さらに言うと、実は当時のスマホの性能では普通に3Dゲームを実行するのは困難で、メチャメチャ最適化する必要があったので、2Dゲームにしとくのが無難という風潮だった気がします。

とは言え、Unityには当時2D機能なんて無かったので、3D上で無理やり2Dゲームを作るという荒業が要求されました。

さてさて、Unityに出会った後も紆余曲折あったのですが、キリが無いので今回の記事では一旦ここまでにしておきましょう。

私が青春時代にゲーム制作に挑戦して、そしてぶつかった多くの困難と、それを乗り越えてきた苦労を感じていただけたでしょうか?

まとめ

さて、改めて申し上げますが、

今、はじめからUE5に触れる事ができる若者は非常に幸運です。

Unityに出会ってからの話は端折りましたが、実際はそれからもUnityで数々の壁にぶち当たりました。

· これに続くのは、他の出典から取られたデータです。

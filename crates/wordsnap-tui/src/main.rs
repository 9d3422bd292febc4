//! WordSnap TUI
//!
//! Terminal interface for WordSnap, a single-user vocabulary manager.
//! All words and collections live in memory for the duration of the
//! session; there is no persistence by design.
//!
//! ## Layout
//!
//! Three-pane layout:
//! - Left: Collections (with per-collection word counts)
//! - Middle: Word list (filtered by collection and search)
//! - Right: Detail (selected word)
//!
//! ## Navigation
//!
//! - j/k or ↑/↓: Move selection up/down
//! - h/l or ←/→: Switch focus between panes
//! - Tab: Cycle through panes
//! - Enter: Pick collection / Focus detail
//! - q: Quit
//!
//! ## Commands
//!
//! - a: Add word       e: Edit word       d: Delete word   f: Favorite
//! - c: Add collection r: Rename collection x: Delete collection
//! - /: Search         ?: Help

use std::fs::File;
use std::io::stdout;
use std::path::PathBuf;

use anyhow::Result;
use clap::Parser;
use crossterm::{
    event::{self, Event, KeyCode, KeyEventKind, KeyModifiers},
    terminal::{disable_raw_mode, enable_raw_mode, EnterAlternateScreen, LeaveAlternateScreen},
    ExecutableCommand,
};
use ratatui::prelude::*;
use tracing::info;
use tracing_subscriber::EnvFilter;

use wordsnap_core::{Config, VocabularyStore};

mod app;
mod format;
mod forms;
mod ui;

use app::{App, InputMode};

#[derive(Parser)]
#[command(name = "wordsnap")]
#[command(about = "WordSnap - vocabulary collections in your terminal")]
#[command(version)]
struct Cli {
    /// Start with an empty store instead of the demo data
    #[arg(long)]
    empty: bool,

    /// Collection id to start filtered to
    #[arg(long)]
    collection: Option<String>,

    /// Path to the config file
    #[arg(long)]
    config: Option<PathBuf>,
}

fn main() -> Result<()> {
    let cli = Cli::parse();

    let config = match &cli.config {
        Some(path) => Config::load_from_path(path)?,
        None => Config::load()?,
    };

    init_logging(&config);

    let mut store = if cli.empty || !config.demo_data {
        VocabularyStore::new()
    } else {
        VocabularyStore::with_demo_data()
    };

    // CLI flag wins over the config file
    if let Some(id) = cli.collection.or(config.start_collection.clone()) {
        if store.collection(&id).is_some() {
            store.set_active_collection(id);
        } else {
            eprintln!("Warning: unknown collection '{}', starting on All Words", id);
        }
    }

    // Setup terminal
    enable_raw_mode()?;
    stdout().execute(EnterAlternateScreen)?;
    let mut terminal = Terminal::new(CrosstermBackend::new(stdout()))?;

    let mut app = App::new(&store);
    let result = run_app(&mut terminal, &mut app, &mut store);

    // Restore terminal
    disable_raw_mode()?;
    stdout().execute(LeaveAlternateScreen)?;

    result
}

fn run_app<B: Backend>(
    terminal: &mut Terminal<B>,
    app: &mut App,
    store: &mut VocabularyStore,
) -> Result<()> {
    loop {
        app.check_status_timeout();

        terminal.draw(|frame| ui::draw(frame, app))?;

        // Poll with a short timeout so status messages can expire
        if event::poll(std::time::Duration::from_millis(50))? {
            if let Event::Key(key) = event::read()? {
                // Only handle key press events (not release)
                if key.kind != KeyEventKind::Press {
                    continue;
                }

                // If help is showing, any key dismisses it
                if app.show_help {
                    app.show_help = false;
                    continue;
                }

                if app.form.is_some() {
                    handle_form_mode(app, store, key.code, key.modifiers);
                } else {
                    match app.input_mode {
                        InputMode::Normal => {
                            handle_normal_mode(app, store, key.code, key.modifiers)
                        }
                        InputMode::Search => handle_search_mode(app, store, key.code),
                    }
                }
            }
        }

        if app.should_quit {
            break;
        }
    }

    Ok(())
}

/// Handle key events in normal mode
fn handle_normal_mode(
    app: &mut App,
    store: &mut VocabularyStore,
    code: KeyCode,
    modifiers: KeyModifiers,
) {
    // Clear status message on navigation keys
    match code {
        KeyCode::Char('j')
        | KeyCode::Char('k')
        | KeyCode::Up
        | KeyCode::Down
        | KeyCode::Char('h')
        | KeyCode::Char('l')
        | KeyCode::Left
        | KeyCode::Right
        | KeyCode::Tab
        | KeyCode::BackTab
        | KeyCode::Char('g')
        | KeyCode::Char('G') => {
            app.status_message = None;
        }
        _ => {}
    }

    // Clear pending 'g' if timeout expired (500ms)
    if let Some(time) = app.pending_g {
        if time.elapsed() > std::time::Duration::from_millis(500) {
            app.pending_g = None;
        }
    }

    match code {
        // Quit
        KeyCode::Char('q') => {
            app.should_quit = true;
        }
        KeyCode::Char('c') if modifiers.contains(KeyModifiers::CONTROL) => {
            app.should_quit = true;
        }

        // Navigation
        KeyCode::Char('k') | KeyCode::Up => app.move_up(store),
        KeyCode::Char('j') | KeyCode::Down => app.move_down(store),
        KeyCode::Char('h') | KeyCode::Left => app.prev_pane(),
        KeyCode::Char('l') | KeyCode::Right => app.next_pane(),
        KeyCode::Tab => app.next_pane(),
        KeyCode::BackTab => app.prev_pane(),

        KeyCode::Enter => app.handle_enter(store),

        // Word commands
        KeyCode::Char('a') => app.open_add_word(store),
        KeyCode::Char('e') => app.open_edit_word(store),
        KeyCode::Char('d') => app.delete_current_word(store),
        KeyCode::Char('f') => app.toggle_favorite_current(store),

        // Collection commands
        KeyCode::Char('c') => app.open_add_collection(store),
        KeyCode::Char('r') => app.open_edit_collection(store),
        KeyCode::Char('x') => app.delete_current_collection(store),

        // Search mode
        KeyCode::Char('/') => app.enter_search_mode(),

        // Help
        KeyCode::Char('?') => app.toggle_help(),

        // Vim navigation: G (go to last)
        KeyCode::Char('G') => {
            app.pending_g = None;
            app.move_to_last(store);
        }

        // Vim navigation: g (start of gg sequence)
        KeyCode::Char('g') => {
            if app.pending_g.is_some() {
                app.pending_g = None;
                app.move_to_first(store);
            } else {
                app.pending_g = Some(std::time::Instant::now());
            }
        }

        _ => {
            // Any other key clears pending 'g'
            app.pending_g = None;
        }
    }
}

/// Handle key events in search mode
fn handle_search_mode(app: &mut App, store: &mut VocabularyStore, code: KeyCode) {
    match code {
        // Cancel search
        KeyCode::Esc => app.cancel_search(store),

        // Confirm search (stay in the filtered view)
        KeyCode::Enter => app.confirm_search(),

        // Text input
        KeyCode::Char(c) => app.search_insert_char(c, store),
        KeyCode::Backspace => app.search_delete_char(store),

        _ => {}
    }
}

/// Handle key events while a modal form is open
fn handle_form_mode(
    app: &mut App,
    store: &mut VocabularyStore,
    code: KeyCode,
    modifiers: KeyModifiers,
) {
    match code {
        // Dismiss without saving
        KeyCode::Esc => app.dismiss_form(store),
        KeyCode::Char('c') if modifiers.contains(KeyModifiers::CONTROL) => {
            app.dismiss_form(store);
        }

        // Submit
        KeyCode::Enter => app.submit_form(store),

        // Field focus
        KeyCode::Tab | KeyCode::Down => {
            if let Some(form) = app.form.as_mut() {
                form.next_field();
            }
        }
        KeyCode::BackTab | KeyCode::Up => {
            if let Some(form) = app.form.as_mut() {
                form.prev_field();
            }
        }

        // Text input
        KeyCode::Char(c) => {
            if let Some(form) = app.form.as_mut() {
                form.insert_char(c);
            }
        }
        KeyCode::Backspace => {
            if let Some(form) = app.form.as_mut() {
                form.delete_char();
            }
        }
        KeyCode::Left => {
            if let Some(form) = app.form.as_mut() {
                form.cursor_left();
            }
        }
        KeyCode::Right => {
            if let Some(form) = app.form.as_mut() {
                form.cursor_right();
            }
        }

        _ => {}
    }
}

/// Initialize logging
///
/// Only initializes if the WORDSNAP_LOG environment variable is set.
/// Logs to file (config.log_file or wordsnap.log in the current
/// directory) so the TUI output stays clean.
fn init_logging(config: &Config) {
    let Ok(log_level) = std::env::var("WORDSNAP_LOG") else {
        return;
    };

    let log_path = config
        .log_file
        .clone()
        .unwrap_or_else(|| PathBuf::from("wordsnap.log"));

    let log_file = match File::create(&log_path) {
        Ok(f) => f,
        Err(e) => {
            eprintln!("Warning: Could not create log file {:?}: {}", log_path, e);
            return;
        }
    };

    let env_filter = EnvFilter::new(format!(
        "wordsnap_core={},wordsnap_tui={}",
        log_level, log_level
    ));

    let _ = tracing_subscriber::fmt()
        .with_env_filter(env_filter)
        .with_target(false)
        .with_ansi(false)
        .with_writer(log_file)
        .try_init();

    info!("logging initialized to {:?}", log_path);
}
//! Application state and logic

use std::collections::HashMap;

use tracing::debug;
use wordsnap_core::{Collection, Modal, VocabularyStore, Word};

use crate::forms::FormState;

/// Input mode for the application
#[derive(Debug, Clone, Copy, PartialEq, Eq)]
pub enum InputMode {
    /// Normal navigation mode
    Normal,
    /// Search input mode (after pressing /)
    Search,
}

/// Which pane has focus
#[derive(Debug, Clone, Copy, PartialEq, Eq)]
pub enum ActivePane {
    Sidebar,
    Words,
    Detail,
}

impl ActivePane {
    /// Move to the next pane (wrapping)
    pub fn next(self) -> Self {
        match self {
            ActivePane::Sidebar => ActivePane::Words,
            ActivePane::Words => ActivePane::Detail,
            ActivePane::Detail => ActivePane::Sidebar,
        }
    }

    /// Move to the previous pane (wrapping)
    pub fn prev(self) -> Self {
        match self {
            ActivePane::Sidebar => ActivePane::Detail,
            ActivePane::Words => ActivePane::Sidebar,
            ActivePane::Detail => ActivePane::Words,
        }
    }
}

/// Application state
///
/// Holds pane focus, list positions, and a snapshot of the store's
/// derived views. The snapshot is refreshed after every mutation so the
/// rendered lists always match a fresh recomputation.
pub struct App {
    /// Whether the app should exit
    pub should_quit: bool,
    /// Current input mode
    pub input_mode: InputMode,
    /// Which pane has focus
    pub active_pane: ActivePane,
    /// Collections, in sidebar order
    pub collections: Vec<Collection>,
    /// Currently selected sidebar index
    pub sidebar_index: usize,
    /// Id of the collection filtering the word list
    pub active_collection: String,
    /// Per-collection word counts
    pub counts: HashMap<String, usize>,
    /// Current filtered word list
    pub words: Vec<Word>,
    /// Currently selected word index
    pub word_index: usize,
    /// Search input buffer
    pub search_input: String,
    /// Cursor position in the search input
    pub search_cursor: usize,
    /// Status message to display temporarily
    pub status_message: Option<String>,
    /// When the status message was set (for auto-dismiss)
    pub status_message_time: Option<std::time::Instant>,
    /// Scroll offset for detail pane
    pub detail_scroll: u16,
    /// Whether help overlay is visible
    pub show_help: bool,
    /// Active modal form, mirroring the store's modal descriptor
    pub form: Option<FormState>,
    /// Pending 'g' keypress for gg sequence (with timestamp)
    pub pending_g: Option<std::time::Instant>,
}

impl App {
    /// Create a new app with data from the store
    pub fn new(store: &VocabularyStore) -> Self {
        let mut app = Self {
            should_quit: false,
            input_mode: InputMode::Normal,
            active_pane: ActivePane::Words,
            collections: Vec::new(),
            sidebar_index: 0,
            active_collection: store.active_collection().to_string(),
            counts: HashMap::new(),
            words: Vec::new(),
            word_index: 0,
            search_input: String::new(),
            search_cursor: 0,
            status_message: None,
            status_message_time: None,
            detail_scroll: 0,
            show_help: false,
            form: None,
            pending_g: None,
        };
        app.refresh(store);
        app.sidebar_index = app
            .collections
            .iter()
            .position(|c| c.id == app.active_collection)
            .unwrap_or(0);
        app
    }

    /// Re-pull derived views from the store and clamp list positions
    pub fn refresh(&mut self, store: &VocabularyStore) {
        self.collections = store.collections().to_vec();
        self.counts = store.counts();
        self.active_collection = store.active_collection().to_string();
        self.words = store.filtered_words();

        if self.sidebar_index >= self.collections.len() {
            self.sidebar_index = self.collections.len().saturating_sub(1);
        }
        if self.words.is_empty() {
            self.word_index = 0;
        } else if let Some(pos) = store
            .selected_word()
            .and_then(|selected| self.words.iter().position(|w| w.id == selected.id))
        {
            // Keep the cursor on the selected word when it is still visible
            self.word_index = pos;
        } else {
            self.word_index = self.word_index.min(self.words.len() - 1);
        }
    }

    /// The word under the cursor in the words pane
    pub fn current_word(&self) -> Option<&Word> {
        self.words.get(self.word_index)
    }

    /// The collection under the cursor in the sidebar
    pub fn current_collection(&self) -> Option<&Collection> {
        self.collections.get(self.sidebar_index)
    }

    /// Word count for a collection id (missing entries read as 0)
    pub fn count_for(&self, id: &str) -> usize {
        self.counts.get(id).copied().unwrap_or(0)
    }

    /// Set a status message (will auto-dismiss after 3 seconds)
    pub fn set_status(&mut self, message: impl Into<String>) {
        self.status_message = Some(message.into());
        self.status_message_time = Some(std::time::Instant::now());
    }

    /// Check and clear expired status message
    pub fn check_status_timeout(&mut self) {
        if let Some(time) = self.status_message_time {
            if time.elapsed() > std::time::Duration::from_secs(3) {
                self.status_message = None;
                self.status_message_time = None;
            }
        }
    }

    /// Toggle help overlay
    pub fn toggle_help(&mut self) {
        self.show_help = !self.show_help;
    }

    /// Keep the store's selected word in sync with the words-pane cursor
    fn sync_selection(&self, store: &mut VocabularyStore) {
        store.select_word(self.current_word().map(|w| w.id));
    }

    /// Move selection up in the current pane
    pub fn move_up(&mut self, store: &mut VocabularyStore) {
        match self.active_pane {
            ActivePane::Sidebar => {
                if self.sidebar_index > 0 {
                    self.sidebar_index -= 1;
                }
            }
            ActivePane::Words => {
                if self.word_index > 0 {
                    self.word_index -= 1;
                    self.detail_scroll = 0;
                    self.sync_selection(store);
                }
            }
            ActivePane::Detail => {
                self.detail_scroll = self.detail_scroll.saturating_sub(1);
            }
        }
    }

    /// Move selection down in the current pane
    pub fn move_down(&mut self, store: &mut VocabularyStore) {
        match self.active_pane {
            ActivePane::Sidebar => {
                if self.sidebar_index < self.collections.len().saturating_sub(1) {
                    self.sidebar_index += 1;
                }
            }
            ActivePane::Words => {
                if self.word_index < self.words.len().saturating_sub(1) {
                    self.word_index += 1;
                    self.detail_scroll = 0;
                    self.sync_selection(store);
                }
            }
            ActivePane::Detail => {
                self.detail_scroll = self.detail_scroll.saturating_add(1);
            }
        }
    }

    /// Move selection to the first item in the current pane (vim 'gg')
    pub fn move_to_first(&mut self, store: &mut VocabularyStore) {
        match self.active_pane {
            ActivePane::Sidebar => self.sidebar_index = 0,
            ActivePane::Words => {
                self.word_index = 0;
                self.detail_scroll = 0;
                self.sync_selection(store);
            }
            ActivePane::Detail => self.detail_scroll = 0,
        }
    }

    /// Move selection to the last item in the current pane (vim 'G')
    pub fn move_to_last(&mut self, store: &mut VocabularyStore) {
        match self.active_pane {
            ActivePane::Sidebar => {
                self.sidebar_index = self.collections.len().saturating_sub(1);
            }
            ActivePane::Words => {
                self.word_index = self.words.len().saturating_sub(1);
                self.detail_scroll = 0;
                self.sync_selection(store);
            }
            ActivePane::Detail => {
                // The UI clamps this to the real maximum
                self.detail_scroll = u16::MAX;
            }
        }
    }

    /// Move focus to the next pane
    pub fn next_pane(&mut self) {
        self.active_pane = self.active_pane.next();
    }

    /// Move focus to the previous pane
    pub fn prev_pane(&mut self) {
        self.active_pane = self.active_pane.prev();
    }

    /// Handle Enter in the current pane
    pub fn handle_enter(&mut self, store: &mut VocabularyStore) {
        match self.active_pane {
            ActivePane::Sidebar => {
                if let Some(collection) = self.current_collection() {
                    debug!(id = %collection.id, "activating collection");
                    store.set_active_collection(collection.id.clone());
                    self.refresh(store);
                    self.sync_selection(store);
                    // Auto-switch to the words pane after picking a collection
                    self.active_pane = ActivePane::Words;
                }
            }
            ActivePane::Words => {
                self.sync_selection(store);
                self.active_pane = ActivePane::Detail;
            }
            ActivePane::Detail => {}
        }
    }

    // ==================== Search ====================

    /// Enter search mode
    pub fn enter_search_mode(&mut self) {
        self.input_mode = InputMode::Search;
        self.search_input = String::new();
        self.search_cursor = 0;
    }

    /// Leave search mode, keeping the current search text
    pub fn confirm_search(&mut self) {
        self.input_mode = InputMode::Normal;
    }

    /// Leave search mode and clear the search text
    pub fn cancel_search(&mut self, store: &mut VocabularyStore) {
        self.input_mode = InputMode::Normal;
        self.search_input.clear();
        self.search_cursor = 0;
        store.set_search(String::new());
        self.refresh(store);
    }

    /// Insert a character into the search input (updates results live)
    pub fn search_insert_char(&mut self, c: char, store: &mut VocabularyStore) {
        self.search_input.insert(self.search_cursor, c);
        self.search_cursor += c.len_utf8();
        store.set_search(self.search_input.clone());
        self.refresh(store);
    }

    /// Delete the character before the search cursor
    pub fn search_delete_char(&mut self, store: &mut VocabularyStore) {
        if self.search_cursor > 0 {
            let prev = self.search_input[..self.search_cursor]
                .chars()
                .next_back()
                .map(char::len_utf8)
                .unwrap_or(0);
            self.search_cursor -= prev;
            self.search_input.remove(self.search_cursor);
            store.set_search(self.search_input.clone());
            self.refresh(store);
        }
    }

    // ==================== Word Mutations ====================

    /// Open the add-word modal
    pub fn open_add_word(&mut self, store: &mut VocabularyStore) {
        store.set_modal(Some(Modal::AddWord));
        self.form = Some(FormState::add_word());
    }

    /// Open the edit-word modal for the word under the cursor
    pub fn open_edit_word(&mut self, store: &mut VocabularyStore) {
        if let Some(word) = self.current_word() {
            store.set_modal(Some(Modal::EditWord(word.id)));
            self.form = Some(FormState::edit_word(word));
        } else {
            self.set_status("No word selected");
        }
    }

    /// Delete the word under the cursor
    pub fn delete_current_word(&mut self, store: &mut VocabularyStore) {
        if let Some(word) = self.current_word().cloned() {
            store.remove_word(word.id);
            self.set_status(format!("Deleted '{}'", word.term));
            self.refresh(store);
        }
    }

    /// Flip the favorite flag on the word under the cursor
    pub fn toggle_favorite_current(&mut self, store: &mut VocabularyStore) {
        if let Some(id) = self.current_word().map(|w| w.id) {
            store.toggle_favorite(id);
            self.refresh(store);
        }
    }

    // ==================== Collection Mutations ====================

    /// Open the add-collection modal
    pub fn open_add_collection(&mut self, store: &mut VocabularyStore) {
        store.set_modal(Some(Modal::AddCollection));
        self.form = Some(FormState::add_collection());
    }

    /// Open the edit-collection modal for the sidebar selection
    pub fn open_edit_collection(&mut self, store: &mut VocabularyStore) {
        let Some(collection) = self.current_collection().cloned() else {
            return;
        };
        if Collection::is_reserved(&collection.id) {
            self.set_status(format!("'{}' is built in and cannot be edited", collection.name));
            return;
        }
        store.set_modal(Some(Modal::EditCollection(collection.id.clone())));
        self.form = Some(FormState::edit_collection(&collection));
    }

    /// Delete the collection under the sidebar cursor
    pub fn delete_current_collection(&mut self, store: &mut VocabularyStore) {
        let Some(collection) = self.current_collection().cloned() else {
            return;
        };
        if Collection::is_reserved(&collection.id) {
            self.set_status(format!(
                "'{}' is built in and cannot be deleted",
                collection.name
            ));
            return;
        }
        store.remove_collection(&collection.id);
        self.set_status(format!("Deleted collection '{}'", collection.name));
        self.refresh(store);
    }

    // ==================== Modal Forms ====================

    /// Submit the open form
    ///
    /// Validation failures stay in the form and show up in the status
    /// line; a valid submit drives the store mutation and closes the
    /// modal.
    pub fn submit_form(&mut self, store: &mut VocabularyStore) {
        let Some(form) = self.form.take() else {
            return;
        };
        if let Err(err) = form.validate() {
            self.set_status(err.to_string());
            self.form = Some(form);
            return;
        }

        match &form.modal {
            Modal::AddWord => {
                let draft = form.word_draft();
                let term = draft.term.trim().to_string();
                store.add_word(draft);
                self.set_status(format!("Added '{}'", term));
            }
            Modal::EditWord(id) => {
                store.update_word(*id, form.word_patch());
                self.set_status("Word updated");
            }
            Modal::AddCollection => match store.add_collection(form.collection_draft()) {
                Some(id) => self.set_status(format!("Added collection '{}'", id)),
                None => self.set_status("Collection already exists"),
            },
            Modal::EditCollection(id) => {
                store.update_collection(id, form.collection_patch());
                self.set_status("Collection updated");
            }
        }
        store.set_modal(None);
        self.refresh(store);
    }

    /// Dismiss the open form without applying it
    pub fn dismiss_form(&mut self, store: &mut VocabularyStore) {
        self.form = None;
        store.set_modal(None);
    }
}
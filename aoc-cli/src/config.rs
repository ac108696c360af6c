//! Configuration resolution from the environment

use crate::error::CliError;
use aoc_runner::PathSpec;
use std::path::{Path, PathBuf};

/// Root of the per-year/per-problem directories
pub const SOLUTION_DIRECTORY_VAR: &str = "AOC_SOLUTION_DIRECTORY_PATH";
/// JSON list of dependency directories, possibly nested
pub const IMPORT_PATHS_VAR: &str = "AOC_IMPORT_PATHS";
/// Change into the problem directory while a part runs
pub const CHANGE_DIR_VAR: &str = "AOC_CHANGE_DIR";

/// Resolved runtime configuration
#[derive(Debug, Clone, PartialEq)]
pub struct Config {
    /// Absolute solution root
    pub root: PathBuf,
    /// Dependency directories to put on the search path
    pub import_paths: Option<PathSpec>,
    /// Whether to change the working directory during a run
    pub change_dir: bool,
}

impl Config {
    /// Read configuration from the process environment
    pub fn from_env() -> Result<Self, CliError> {
        Self::from_lookup(|key| std::env::var(key).ok())
    }

    /// Read configuration through `lookup`, which returns a variable's value if set
    pub fn from_lookup<F>(lookup: F) -> Result<Self, CliError>
    where
        F: Fn(&str) -> Option<String>,
    {
        let root = lookup(SOLUTION_DIRECTORY_VAR)
            .filter(|value| !value.trim().is_empty())
            .ok_or_else(|| {
                CliError::Config(format!(
                    "Set the ${} environment variable to the path of the directory with your solutions.",
                    SOLUTION_DIRECTORY_VAR
                ))
            })?;
        let root = resolve(&expand_tilde(Path::new(&root)))?;

        let import_paths = match lookup(IMPORT_PATHS_VAR) {
            Some(raw) if !raw.trim().is_empty() => Some(parse_import_paths(&raw)?),
            _ => None,
        };

        let change_dir = lookup(CHANGE_DIR_VAR)
            .map(|value| parse_flag(&value))
            .transpose()?
            .unwrap_or(false);

        Ok(Config {
            root,
            import_paths,
            change_dir,
        })
    }
}

/// Parse the JSON form of `AOC_IMPORT_PATHS`
///
/// A bare string is accepted as a single path.
pub fn parse_import_paths(raw: &str) -> Result<PathSpec, CliError> {
    serde_json::from_str(raw).map_err(|source| CliError::ImportPaths {
        var: IMPORT_PATHS_VAR,
        source,
    })
}

fn parse_flag(value: &str) -> Result<bool, CliError> {
    match value.trim().to_ascii_lowercase().as_str() {
        "1" | "true" | "yes" | "on" => Ok(true),
        "" | "0" | "false" | "no" | "off" => Ok(false),
        other => Err(CliError::Config(format!(
            "${} must be a boolean, got '{}'",
            CHANGE_DIR_VAR, other
        ))),
    }
}

/// Expand ~ to home directory
fn expand_tilde(path: &Path) -> PathBuf {
    if let Some(path_str) = path.to_str()
        && (path_str.starts_with("~/") || path_str == "~")
        && let Some(home) = dirs::home_dir()
    {
        return home.join(path_str.trim_start_matches('~').trim_start_matches('/'));
    }
    path.to_path_buf()
}

/// Make `path` absolute without requiring it to exist
fn resolve(path: &Path) -> Result<PathBuf, CliError> {
    std::path::absolute(path).map_err(|e| {
        CliError::Config(format!("Cannot resolve {}: {}", path.display(), e))
    })
}

#[cfg(test)]
mod tests {
    use super::*;
    use std::collections::HashMap;

    fn lookup_from(vars: &[(&str, &str)]) -> impl Fn(&str) -> Option<String> {
        let map: HashMap<String, String> = vars
            .iter()
            .map(|(k, v)| (k.to_string(), v.to_string()))
            .collect();
        move |key| map.get(key).cloned()
    }

    #[test]
    fn test_missing_root_names_the_variable() {
        let err = Config::from_lookup(lookup_from(&[])).unwrap_err();
        assert!(err.to_string().contains(SOLUTION_DIRECTORY_VAR));
    }

    #[test]
    fn test_minimal_config() {
        let config = Config::from_lookup(lookup_from(&[(SOLUTION_DIRECTORY_VAR, "/srv/aoc")])).unwrap();
        assert_eq!(config.root, PathBuf::from("/srv/aoc"));
        assert_eq!(config.import_paths, None);
        assert!(!config.change_dir);
    }

    #[test]
    fn test_relative_root_made_absolute() {
        let config = Config::from_lookup(lookup_from(&[(SOLUTION_DIRECTORY_VAR, "solutions")])).unwrap();
        assert!(config.root.is_absolute());
        assert!(config.root.ends_with("solutions"));
    }

    #[test]
    fn test_tilde_expansion() {
        if let Some(home) = dirs::home_dir() {
            assert_eq!(expand_tilde(Path::new("~/aoc")), home.join("aoc"));
            assert_eq!(expand_tilde(Path::new("~")), home);
        }
        assert_eq!(expand_tilde(Path::new("/x/~y")), PathBuf::from("/x/~y"));
    }

    #[test]
    fn test_import_paths_nested() {
        let config = Config::from_lookup(lookup_from(&[
            (SOLUTION_DIRECTORY_VAR, "/srv/aoc"),
            (IMPORT_PATHS_VAR, r#"["/lib/a", ["/lib/b", "/lib/c"]]"#),
            (CHANGE_DIR_VAR, "true"),
        ]))
        .unwrap();

        let spec = config.import_paths.unwrap();
        let flat: Vec<&Path> = spec.flatten();
        assert_eq!(
            flat,
            vec![Path::new("/lib/a"), Path::new("/lib/b"), Path::new("/lib/c")]
        );
        assert!(config.change_dir);
    }

    #[test]
    fn test_single_string_import_path() {
        let spec = parse_import_paths(r#""/lib/only""#).unwrap();
        assert_eq!(spec, PathSpec::Single(PathBuf::from("/lib/only")));
    }

    #[test]
    fn test_invalid_import_paths() {
        let err = parse_import_paths("[1, 2]").unwrap_err();
        assert!(matches!(err, CliError::ImportPaths { .. }));
        assert!(parse_import_paths("not json").is_err());
    }

    #[test]
    fn test_bad_change_dir_flag() {
        let err = Config::from_lookup(lookup_from(&[
            (SOLUTION_DIRECTORY_VAR, "/srv/aoc"),
            (CHANGE_DIR_VAR, "sometimes"),
        ]))
        .unwrap_err();
        assert!(err.to_string().contains(CHANGE_DIR_VAR));
    }
}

例えば、作成した3Dモデルをリトポとかして最適化するのが面倒問題
→UE5ならNaniteによって最適化無しでほぼ無限にポリゴン表示可能

イチイチライトマップ焼くのが面倒問題
→UE5ならLumenによってリアルタイムGIできるのでライトマップのベイク不要

結局高品質なアセットが足りないからすごいグラフィックスのゲーム作れない
→UEならMegascansを無料で使い放題

いや~、私の学生時代にUE5があったらな~。

私は自分の青春時代がそれほど悪かったとは思ってませんが、ただ悔いが残るのは、ゲーム開発で立ちはだかる様々な障壁と格闘してるのに精いっぱいで、肝心のゲームの中身、本質部分に集中する事が出来なかった事です。

ゲーム開発の環境なんて時代とともに移ろっていきます。かつては生のDirectX、それからLunaのようなラッパーライブラリ、そしてUnity、UE5など。
肝心なのはゲームの中身です。本質的な部分はうつろいにくいですから。
だから私ももっとゲームの中身の部分に集中して取り組みたかったですね。

そもそも私はプログラミング自体は好きという訳ではありません
ゲーム作るのに必要だったからやるハメになってただけです。
まあ、それで人一倍苦労こいたおかげで今はエンジニアやってるわけですが。

ただ当時、生のDirectXに真剣に取り組んで、3Dの基礎的なアーキテクチャを学ぶことが出来たのは今でも通用する知識で役立ってるかなと思います。

UE5なら、ゲーム開発初心者でもゲームの中身の部分に集中して取り組めるはずです。
CやらC++やら知らなくても、ブループリントでサクサクロジックが組めますし、マケプレに行けばゲームテンプレートも充実しています。

ゲーム制作に興味ある若者は、UE5の登場という爆アドを活かして、是非ともチャレンジしてみてください。

UE5が何がどう爆アドなのか?は、この記事をここまで読んでいただいた方なら、しみじみとお分かりいただけたと思います。

私も歳は食ってしまったものの、ゲーム作りたい気持ちは今でも変わらないので、今からでもUE5で今度こそ何かを作ってみたいと思ってます!

そういえば、あれは2015年くらいの事だったかと思いますが、久しぶりにA君と会った事がありました。
その時に、「また一緒にゲーム制作しないか?あの頃みたいに」と振ってみました。
そしたら「…ゲーム制作……?」みたいな反応だったのが印象的でした。
学生の頃はあんなに徹夜してゲーム作って、3度の飯よりゲーム制作が好き!みたいな感じだったA君が。

しかし、時間が経てば人は変わるものですし、むしろいい歳こいてゲームゲーム言ってる私の方が異常なんだろうな。
劇画オバQのラストみたいな気分になったのを憶えてます。